• What this task involves: Below are the records; output them exactly from the first line through the line with "let listing = body(&mut", stopping there.

• Stored items:
◇ ◇ ◇ ◇ ◇
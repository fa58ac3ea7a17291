use pretty_assertions::assert_eq;
use proptest::prelude::*;
use quire_model::{Design, ValueSource};
use quire_primitives::{ElementId, PropertyValue};

use crate::common::{body, create, design, style};

fn color(design: &Design, id: ElementId) -> Option<(PropertyValue, ValueSource)> {
	design
		.resolve(id, "color")
		.expect("color is a known property")
		.map(|r| (r.value, r.source))
}

#[test]
fn test_rolled_back_local_keeps_inherited_value() {
	let mut d = design();
	let listing = body(&mut d, "listing", "c");
	let parent = body(&mut d, "group", "b");
	d.set_property(parent, "color", Some("red".into())).unwrap();
	let child = create(&mut d, listing, "groups", "group", "a");
	d.set_property(child, "extends", Some("b".into())).unwrap();

	let inherited = Some((PropertyValue::from("red"), ValueSource::Inherited(parent)));
	assert_eq!(color(&d, child), inherited);

	let history = d.activity().undo_len();
	let handle = d.start_trans("recolor").unwrap();
	d.set_property(child, "color", Some("blue".into())).unwrap();
	assert_eq!(
		color(&d, child),
		Some((PropertyValue::from("blue"), ValueSource::Local(child)))
	);
	d.rollback(handle).unwrap();

	assert_eq!(color(&d, child), inherited);
	assert_eq!(d.activity().undo_len(), history);
}

#[test]
fn test_fallback_chain_in_order() {
	let mut d = design();
	let outer = body(&mut d, "group", "outer");
	let head = create(&mut d, outer, "header", "label", "head");

	assert_eq!(color(&d, head), None);
	assert_eq!(
		d.resolve(head, "font-size").unwrap().map(|r| r.source),
		Some(ValueSource::SchemaDefault)
	);

	style(&mut d, "group-header-1", "slate");
	assert_eq!(
		color(&d, head),
		Some((PropertyValue::from("slate"), ValueSource::Selector("group-header-1".into())))
	);

	style(&mut d, "label", "ochre");
	assert_eq!(
		color(&d, head),
		Some((PropertyValue::from("ochre"), ValueSource::Selector("label".into())))
	);

	let shared = style(&mut d, "shared", "teal");
	d.set_property(head, "style", Some("shared".into())).unwrap();
	assert_eq!(
		color(&d, head),
		Some((PropertyValue::from("teal"), ValueSource::Style(shared)))
	);

	d.set_property(head, "color", Some("black".into())).unwrap();
	assert_eq!(
		color(&d, head),
		Some((PropertyValue::from("black"), ValueSource::Local(head)))
	);
}

#[test]
fn test_nested_groups_pick_deeper_selector() {
	let mut d = design();
	style(&mut d, "group-header-1", "one");
	style(&mut d, "group-header-2", "two");
	let outer = body(&mut d, "group", "outer");
	let inner = create(&mut d, outer, "groups", "group", "inner");
	let outer_head = create(&mut d, outer, "header", "label", "h1");
	let inner_head = create(&mut d, inner, "header", "label", "h2");

	assert_eq!(d.resolve_value(outer_head, "color").unwrap(), Some("one".into()));
	assert_eq!(d.resolve_value(inner_head, "color").unwrap(), Some("two".into()));
}

#[derive(Debug, Clone, Copy)]
struct Layers {
	local: bool,
	shared: bool,
	parent: bool,
	kind_selector: bool,
}

fn layers() -> impl Strategy<Value = Layers> {
	(any::<bool>(), any::<bool>(), any::<bool>(), any::<bool>()).prop_map(
		|(local, shared, parent, kind_selector)| Layers {
			local,
			shared,
			parent,
			kind_selector,
		},
	)
}

proptest! {
	#[test]
	fn test_highest_layer_wins(layers in layers()) {
		let mut d = design();
		let base = body(&mut d, "label", "base");
		let el = body(&mut d, "label", "el");
		d.set_property(el, "extends", Some("base".into())).unwrap();

		if layers.kind_selector {
			style(&mut d, "label", "selector");
		}
		if layers.parent {
			d.set_property(base, "color", Some("parent".into())).unwrap();
		}
		let shared = layers.shared.then(|| {
			let id = style(&mut d, "shared", "shared");
			d.set_property(el, "style", Some("shared".into())).unwrap();
			id
		});
		if layers.local {
			d.set_property(el, "color", Some("local".into())).unwrap();
		}

		let expected = if layers.local {
			Some(("local", ValueSource::Local(el)))
		} else if let Some(id) = shared {
			Some(("shared", ValueSource::Style(id)))
		} else if layers.parent {
			Some(("parent", ValueSource::Inherited(base)))
		} else if layers.kind_selector {
			Some(("selector", ValueSource::Selector("label".into())))
		} else {
			None
		};
		let expected = expected.map(|(v, s)| (PropertyValue::from(v), s));
		prop_assert_eq!(color(&d, el), expected);
	}
}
◇ ◇ ◇ ◇ ◇
• Exercise solution:
repository fa58ac3ea7a17291
use pretty_assertions::assert_eq;
use proptest::prelude::*;
use quire_model::{Design, ValueSource};
use quire_primitives::{ElementId, PropertyValue};

use crate::common::{body, create, design, style};

fn color(design: &Design, id: ElementId) -> Option<(PropertyValue, ValueSource)> {
	design
		.resolve(id, "color")
		.expect("color is a known property")
		.map(|r| (r.value, r.source))
}

#[test]
fn test_rolled_back_local_keeps_inherited_value() {
	let mut d = design();
	let listing = body(&mut d, "listing", "c");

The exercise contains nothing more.